La macchina fotografica della reporter è una sorta di prolunga, una succursale sul campo del punto di regia, e i suoi scatti s’intrufolano adagio nelle giornate e nell’intimità di uomini e donne legati da un sottile e profondo equilibrio, mettendo a fuoco il gioco oscillatorio di rapporti e legami fra i componenti della Sezione, in cui la stessa Melissa saprà inserirsi con la delicatezza di un clic.

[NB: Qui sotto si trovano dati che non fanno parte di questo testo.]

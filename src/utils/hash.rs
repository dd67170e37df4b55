//! Content digests for change detection.
//!
//! A resource's bytes are hashed so that rebuilds which do not alter the
//! output can be told apart from real content changes, regardless of what
//! the filesystem mtime claims.

/// Compute the content digest of a byte payload as lowercase hex.
///
/// Callers supply bytes already read from disk or network; this function
/// performs no I/O itself.
pub fn digest(bytes: &[u8]) -> String {
    blake3::hash(bytes).to_hex().to_string()
}

// ============================================================================
// Tests
// ============================================================================

#[cfg(test)]
mod tests {
    use super::*;

    #[test]
    fn test_digest_hex_length() {
        // 256-bit digest -> 64 hex chars
        assert_eq!(digest(b"hello").len(), 64);
        assert_eq!(digest(b"").len(), 64);
    }

    #[test]
    fn test_digest_stable() {
        assert_eq!(digest(b"same payload"), digest(b"same payload"));
    }

    #[test]
    fn test_digest_differs_on_content() {
        assert_ne!(digest(b"payload a"), digest(b"payload b"));
    }

    #[test]
    fn test_digest_lowercase() {
        let hex = digest(b"anything");
        assert!(hex.chars().all(|c| c.is_ascii_hexdigit() && !c.is_ascii_uppercase()));
    }
}
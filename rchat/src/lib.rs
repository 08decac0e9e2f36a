//! Typed messages over the transport layer: parser, one-shot queries and a
//! stateful conversation client.
//!
//! ```rust
//! use rchat::{ConversationClient, Options};
//!
//! let client = ConversationClient::new(Options::new().with_model("gpt-5-codex"));
//! assert!(client.history().is_empty());
//! assert!(client.last_response().is_empty());
//! ```

mod client;
mod error;
mod message;
mod parser;
mod query;

pub mod prelude {
    pub use crate::{
        AssistantMessage, ChatError, ChatErrorKind, ContentBlock, ConversationClient, Message,
        MessageStream, ResultMessage, parse_message, query, query_with_transport,
    };
    pub use rtransport::{HistoryEntry, Options, SystemPrompt, Transport, TransportError};
}

pub use client::ConversationClient;
pub use error::{ChatError, ChatErrorKind};
pub use message::{
    AssistantMessage, ContentBlock, Message, ResultMessage, SystemMessage, TextBlock,
    ThinkingBlock, ToolResultBlock, ToolResultContent, ToolUseBlock, UserContent, UserMessage,
};
pub use parser::{parse_message, parse_value};
pub use query::{MessageStream, query, query_with_transport};
pub use rcommon::SessionId;
pub use rtransport::{Options, Transport};
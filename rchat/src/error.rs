//! Chat-layer errors and classification.

use rtransport::{TransportError, TransportErrorKind};
use thiserror::Error;

#[derive(Debug, Clone, Copy, PartialEq, Eq)]
pub enum ChatErrorKind {
    Transport(TransportErrorKind),
    Parse,
}

#[derive(Debug, Clone, PartialEq, Error)]
pub enum ChatError {
    #[error(transparent)]
    Transport(#[from] TransportError),
    #[error("invalid message record: {0}")]
    Parse(String),
}

impl ChatError {
    pub fn parse(message: impl Into<String>) -> Self {
        Self::Parse(message.into())
    }

    pub fn kind(&self) -> ChatErrorKind {
        match self {
            Self::Transport(error) => ChatErrorKind::Transport(error.kind),
            Self::Parse(_) => ChatErrorKind::Parse,
        }
    }
}

impl From<serde_json::Error> for ChatError {
    fn from(value: serde_json::Error) -> Self {
        Self::parse(value.to_string())
    }
}
//! Transport configuration: model selection, credentials, sampling and prompt settings.
//!
//! ```rust
//! use rtransport::{Options, SystemPrompt};
//!
//! let options = Options::new()
//!     .with_model("gpt-5")
//!     .with_temperature(0.3)
//!     .with_max_output_tokens(256)
//!     .with_response_format("text")
//!     .with_system_prompt(SystemPrompt::preset_with_append("Answer tersely."));
//!
//! assert_eq!(options.resolved_model(), "gpt-5");
//! assert_eq!(Options::new().resolved_model(), "gpt-5-codex");
//! ```

use std::sync::Arc;
use std::time::Duration;

use rcommon::HeaderMap;
use serde::Deserialize;
use serde_json::{Value, json};

use crate::{ResponsesBackend, SecretString, TransportError};

pub const DEFAULT_MODEL: &str = "gpt-5-codex";
pub const DEFAULT_BASE_URL: &str = "https://api.openai.com/v1";
pub const DEFAULT_TIMEOUT: Duration = Duration::from_secs(90);

/// Immutable configuration bundle read by a transport.
///
/// Every optional field left unset is omitted from outbound requests.
#[derive(Debug, Clone, Default, Deserialize)]
#[serde(default)]
pub struct Options {
    pub model: Option<String>,
    pub api_key: Option<SecretString>,
    pub organization: Option<String>,
    pub project: Option<String>,
    pub temperature: Option<f32>,
    pub max_output_tokens: Option<u32>,
    pub response_format: Option<ResponseFormat>,
    pub system_prompt: Option<SystemPrompt>,
    pub extra_headers: HeaderMap,
    pub base_url: Option<String>,
    pub timeout_ms: Option<u64>,
    /// Pre-built backend; when set, credentials are never resolved.
    #[serde(skip)]
    pub backend: Option<Arc<dyn ResponsesBackend>>,
}

impl Options {
    pub fn new() -> Self {
        Self::default()
    }

    /// Parses options from a JSON document. Unknown keys are ignored.
    pub fn from_json_str(input: &str) -> Result<Self, TransportError> {
        serde_json::from_str(input)
            .map_err(|err| TransportError::invalid_input(format!("invalid options: {err}")))
    }

    pub fn with_model(mut self, model: impl Into<String>) -> Self {
        self.model = Some(model.into());
        self
    }

    pub fn with_api_key(mut self, api_key: impl Into<String>) -> Self {
        self.api_key = Some(SecretString::new(api_key));
        self
    }

    pub fn with_organization(mut self, organization: impl Into<String>) -> Self {
        self.organization = Some(organization.into());
        self
    }

    pub fn with_project(mut self, project: impl Into<String>) -> Self {
        self.project = Some(project.into());
        self
    }

    pub fn with_temperature(mut self, temperature: f32) -> Self {
        self.temperature = Some(temperature);
        self
    }

    pub fn with_max_output_tokens(mut self, max_output_tokens: u32) -> Self {
        self.max_output_tokens = Some(max_output_tokens);
        self
    }

    pub fn with_response_format(mut self, response_format: impl Into<ResponseFormat>) -> Self {
        self.response_format = Some(response_format.into());
        self
    }

    pub fn with_system_prompt(mut self, system_prompt: impl Into<SystemPrompt>) -> Self {
        self.system_prompt = Some(system_prompt.into());
        self
    }

    pub fn with_extra_header(mut self, name: impl Into<String>, value: impl Into<String>) -> Self {
        self.extra_headers.insert(name.into(), value.into());
        self
    }

    pub fn with_base_url(mut self, base_url: impl Into<String>) -> Self {
        self.base_url = Some(base_url.into());
        self
    }

    pub fn with_timeout(mut self, timeout: Duration) -> Self {
        self.timeout_ms = Some(u64::try_from(timeout.as_millis()).unwrap_or(u64::MAX));
        self
    }

    pub fn with_backend(mut self, backend: Arc<dyn ResponsesBackend>) -> Self {
        self.backend = Some(backend);
        self
    }

    /// Model sent to the backend; empty or unset falls back to [`DEFAULT_MODEL`].
    pub fn resolved_model(&self) -> String {
        match self.model.as_deref() {
            Some(model) if !model.is_empty() => model.to_string(),
            _ => DEFAULT_MODEL.to_string(),
        }
    }

    pub fn resolved_base_url(&self) -> &str {
        self.base_url.as_deref().unwrap_or(DEFAULT_BASE_URL)
    }

    pub fn timeout(&self) -> Duration {
        self.timeout_ms
            .map(Duration::from_millis)
            .unwrap_or(DEFAULT_TIMEOUT)
    }
}

/// Requested output format for the backend.
#[derive(Debug, Clone, PartialEq, Deserialize)]
#[serde(untagged)]
pub enum ResponseFormat {
    /// Shorthand such as `"text"`, sent as `{"type": "text"}`.
    Named(String),
    Structured(Value),
}

impl ResponseFormat {
    pub fn to_request_value(&self) -> Value {
        match self {
            Self::Named(name) => json!({ "type": name }),
            Self::Structured(value) => value.clone(),
        }
    }
}

impl From<&str> for ResponseFormat {
    fn from(value: &str) -> Self {
        Self::Named(value.to_string())
    }
}

impl From<String> for ResponseFormat {
    fn from(value: String) -> Self {
        Self::Named(value)
    }
}

impl From<Value> for ResponseFormat {
    fn from(value: Value) -> Self {
        Self::Structured(value)
    }
}

#[derive(Debug, Clone, Copy, PartialEq, Eq, Deserialize)]
#[serde(rename_all = "snake_case")]
pub enum PromptPreset {
    ClaudeCode,
}

/// System prompt: raw text or a named preset with an optional appended fragment.
///
/// Deserializes from either a string or
/// `{"type": "preset", "preset": "claude_code", "append": "..."}`.
#[derive(Debug, Clone, PartialEq, Eq, Deserialize)]
#[serde(from = "SystemPromptRepr")]
pub enum SystemPrompt {
    Text(String),
    Preset {
        preset: PromptPreset,
        append: Option<String>,
    },
}

impl SystemPrompt {
    pub fn preset() -> Self {
        Self::Preset {
            preset: PromptPreset::ClaudeCode,
            append: None,
        }
    }

    pub fn preset_with_append(append: impl Into<String>) -> Self {
        Self::Preset {
            preset: PromptPreset::ClaudeCode,
            append: Some(append.into()),
        }
    }

    /// Text placed in the system input entry, if any.
    ///
    /// Presets contribute only their `append` fragment.
    pub fn resolved_text(&self) -> Option<&str> {
        let text = match self {
            Self::Text(text) => Some(text.as_str()),
            Self::Preset { append, .. } => append.as_deref(),
        };

        text.filter(|text| !text.is_empty())
    }
}

impl From<&str> for SystemPrompt {
    fn from(value: &str) -> Self {
        Self::Text(value.to_string())
    }
}

impl From<String> for SystemPrompt {
    fn from(value: String) -> Self {
        Self::Text(value)
    }
}

#[derive(Deserialize)]
#[serde(untagged)]
enum SystemPromptRepr {
    Text(String),
    Tagged(TaggedSystemPrompt),
}

#[derive(Deserialize)]
#[serde(tag = "type", rename_all = "snake_case")]
enum TaggedSystemPrompt {
    Preset {
        preset: PromptPreset,
        #[serde(default)]
        append: Option<String>,
    },
}

impl From<SystemPromptRepr> for SystemPrompt {
    fn from(value: SystemPromptRepr) -> Self {
        match value {
            SystemPromptRepr::Text(text) => Self::Text(text),
            SystemPromptRepr::Tagged(TaggedSystemPrompt::Preset { preset, append }) => {
                Self::Preset { preset, append }
            }
        }
    }
}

Il film utilizza un linguaggio documentaristico nelle ricognizioni parallele che ricostruiscono abusi di ogni genere: da un lato osserviamo l’innocenza di bambini che non sono in grado di valutare le ingiustizie subite, dall’altro l’incoscienza di adulti perduti al punto da non vedere il male irreparabile che procurano ai propri figli, nipoti, allievi.
E poi il grido di un bambino al distacco dalla madre squarcia la scena, così come il salto finale e improvviso di una donna della Sezione, che corrisponde a quello inverso di un bambino rinato e libero dallo spettro di un insegnante che ne bloccava ogni forma espressiva.
“Polisse” è un film che non fa sconti, un monito che riflette l’infanzia difficile della regista, un’opera socialmente utile in questa nostra modernità che tende a nascondere, a mostrare una superficie immacolata, ipocrita, esteticamente impeccabile, in luogo del male che dilaga in fatiscenti retrobottega.